When we wrote The B2B Executive Playbook, I had every hope it would forever change the hearts of minds of B2B enterprise.  Recently, however, my colleague and B2B strategy guru @seangeehan received the following email from “Still B2Cing," so I guess our work is not completely done.

 

Oh yes, we’ve seen this situation many times, and it is particularly pernicious as the challenge lies on two fronts:

  1. The overall enterprise has both B2B and B2C markets, such as a manufacturer who sells both direct to consumer and through a distribution network, as well as a massive organization like GE.  No one could possibly believe the executive who runs the GE lightbulb division has the same approach to growth and profitability as GE Aircraft. Unless the ELT understands the differences, most often we see the executives with the flashier high-profile B2C resumes take charge, and it is most often a disaster for the B2B side of the business. Hybrid organizations such as these are the most difficult to manage and grow unless you have the right playbook in place for the each side of the business.

  2. Ex-P&Gers who won't or can't adapt (or insert here alumni from most consumer packaged good companies). These proven, smart folks tend to struggle in their transition to most non-CPG companies, but especially when they move to B2B.  Most of them stick to what they know, apply the same go-to-market methodology/formula, and expect similar results.

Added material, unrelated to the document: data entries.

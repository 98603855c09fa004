//! Per-file import resolution.
//!
//! Maps each name an import binds in a file to the fully-qualified dotted
//! path it refers to.

use std::collections::HashMap;

use streaming_iterator::StreamingIterator;
use tree_sitter::{Node, Query, QueryCursor};

use super::parse::{ParsedFile, PythonParser};

/// Tree-sitter query for extracting imports.
const IMPORT_QUERY: &str = r#"
(import_statement) @import
(import_from_statement) @import_from
"#;

/// Names bound by imports in one file.
#[derive(Debug, Clone, Default, PartialEq, Eq)]
pub struct ImportMap {
    bindings: HashMap<String, String>,
}

impl ImportMap {
    /// Fully-qualified path bound to `name`, if an import binds it.
    pub fn resolve(&self, name: &str) -> Option<&str> {
        self.bindings.get(name).map(String::as_str)
    }

    pub fn len(&self) -> usize {
        self.bindings.len()
    }

    pub fn is_empty(&self) -> bool {
        self.bindings.is_empty()
    }

    fn bind(&mut self, name: &str, target: String) {
        self.bindings.insert(name.to_string(), target);
    }
}

/// Builds [`ImportMap`]s from parsed files.
pub struct ImportResolver {
    query: Query,
}

impl ImportResolver {
    pub fn new(parser: &PythonParser) -> anyhow::Result<Self> {
        let query = Query::new(parser.language(), IMPORT_QUERY)?;
        Ok(Self { query })
    }

    pub fn resolve_file(&self, parsed: &ParsedFile) -> ImportMap {
        let is_package = parsed
            .path()
            .file_name()
            .map(|n| n == "__init__.py")
            .unwrap_or(false);
        let package = package_of(&parsed.module, is_package);

        let mut cursor = QueryCursor::new();
        let mut matches = cursor.matches(
            &self.query,
            parsed.tree.root_node(),
            parsed.source.as_bytes(),
        );

        let mut map = ImportMap::default();
        while let Some(m) = matches.next() {
            for capture in m.captures {
                match self.query.capture_names()[capture.index as usize] {
                    "import" => bind_import(parsed, capture.node, &mut map),
                    "import_from" => bind_import_from(parsed, capture.node, &package, &mut map),
                    _ => {}
                }
            }
        }
        map
    }
}

/// `import a.b` binds `a`; `import a.b as c` binds `c` to `a.b`.
fn bind_import(parsed: &ParsedFile, node: Node, map: &mut ImportMap) {
    let mut cursor = node.walk();
    for name in node.children_by_field_name("name", &mut cursor) {
        match name.kind() {
            "dotted_name" => {
                let path = parsed.node_text(name);
                let head = path.split('.').next().unwrap_or(path);
                map.bind(head, head.to_string());
            }
            "aliased_import" => {
                let (Some(target), Some(alias)) = (
                    name.child_by_field_name("name"),
                    name.child_by_field_name("alias"),
                ) else {
                    continue;
                };
                map.bind(parsed.node_text(alias), parsed.node_text(target).to_string());
            }
            _ => {}
        }
    }
}

/// `from m import f` binds `f` to `m.f`; relative modules resolve against `package`.
fn bind_import_from(parsed: &ParsedFile, node: Node, package: &str, map: &mut ImportMap) {
    let Some(module_node) = node.child_by_field_name("module_name") else {
        return;
    };
    let module_text = parsed.node_text(module_node);
    let module = if module_node.kind() == "relative_import" {
        resolve_relative(package, module_text)
    } else {
        module_text.to_string()
    };

    let mut cursor = node.walk();
    for name in node.children_by_field_name("name", &mut cursor) {
        let (imported, bound) = match name.kind() {
            "dotted_name" => {
                let text = parsed.node_text(name);
                (text, text)
            }
            "aliased_import" => {
                let (Some(target), Some(alias)) = (
                    name.child_by_field_name("name"),
                    name.child_by_field_name("alias"),
                ) else {
                    continue;
                };
                (parsed.node_text(target), parsed.node_text(alias))
            }
            _ => continue,
        };
        map.bind(bound, join_path(&module, imported));
    }
}

/// Package that relative imports in `module` are resolved against.
fn package_of(module: &str, is_package: bool) -> String {
    if is_package {
        return module.to_string();
    }
    match module.rsplit_once('.') {
        Some((package, _)) => package.to_string(),
        None => String::new(),
    }
}

/// Resolve a relative module like `..pkg.mod` against `package`.
fn resolve_relative(package: &str, relative: &str) -> String {
    let dots = relative.chars().take_while(|c| *c == '.').count();
    let rest = relative[dots..].trim();

    let mut parts: Vec<&str> = package.split('.').filter(|p| !p.is_empty()).collect();
    for _ in 1..dots {
        parts.pop();
    }

    join_path(&parts.join("."), rest)
}

fn join_path(prefix: &str, suffix: &str) -> String {
    match (prefix.is_empty(), suffix.is_empty()) {
        (true, _) => suffix.to_string(),
        (false, true) => prefix.to_string(),
        (false, false) => format!("{}.{}", prefix, suffix),
    }
}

The most common example of hybrids are financial institutions who have both consumer and commercial segments.  Because the hybrid situation is so prevalent there, we showcase Wells Fargo in The B2B Executive Playbook and how they address their hybrid organization, particularly the B2B side.  They have adapted specific B2B practices to address the commercial side of their business. Very smart.

Other industries that commonly have both B2B and B2C markets and offerings include hotel and hospitality, as well as computer and technology (Microsoft, Symantec, Dell).  Let’s take Dell for example. After successfully making B2C history selling PCs to consumers, as a growth strategy Dell began acquiring B2B firms (middleware, integrators, etc.) and building solutions for B2B customers (e.g., mainframes).  However, they did not change their go-to-market strategy and approached CIOs fairly similar to how they marketed to college students.  It didn’t work, and eventually Dell went private after stock tumbled. Our company, along with Dell’s biggest corporate customers, tried very hard to get them to understand that a different approach was needed. The CMO didn’t agree (ex-major CPG executive) despite our very “dynamic” conversations.  Suffice it to say, that CMO is no longer there, which is the unfortunate outcome we have seen for so many talented B2C executives. 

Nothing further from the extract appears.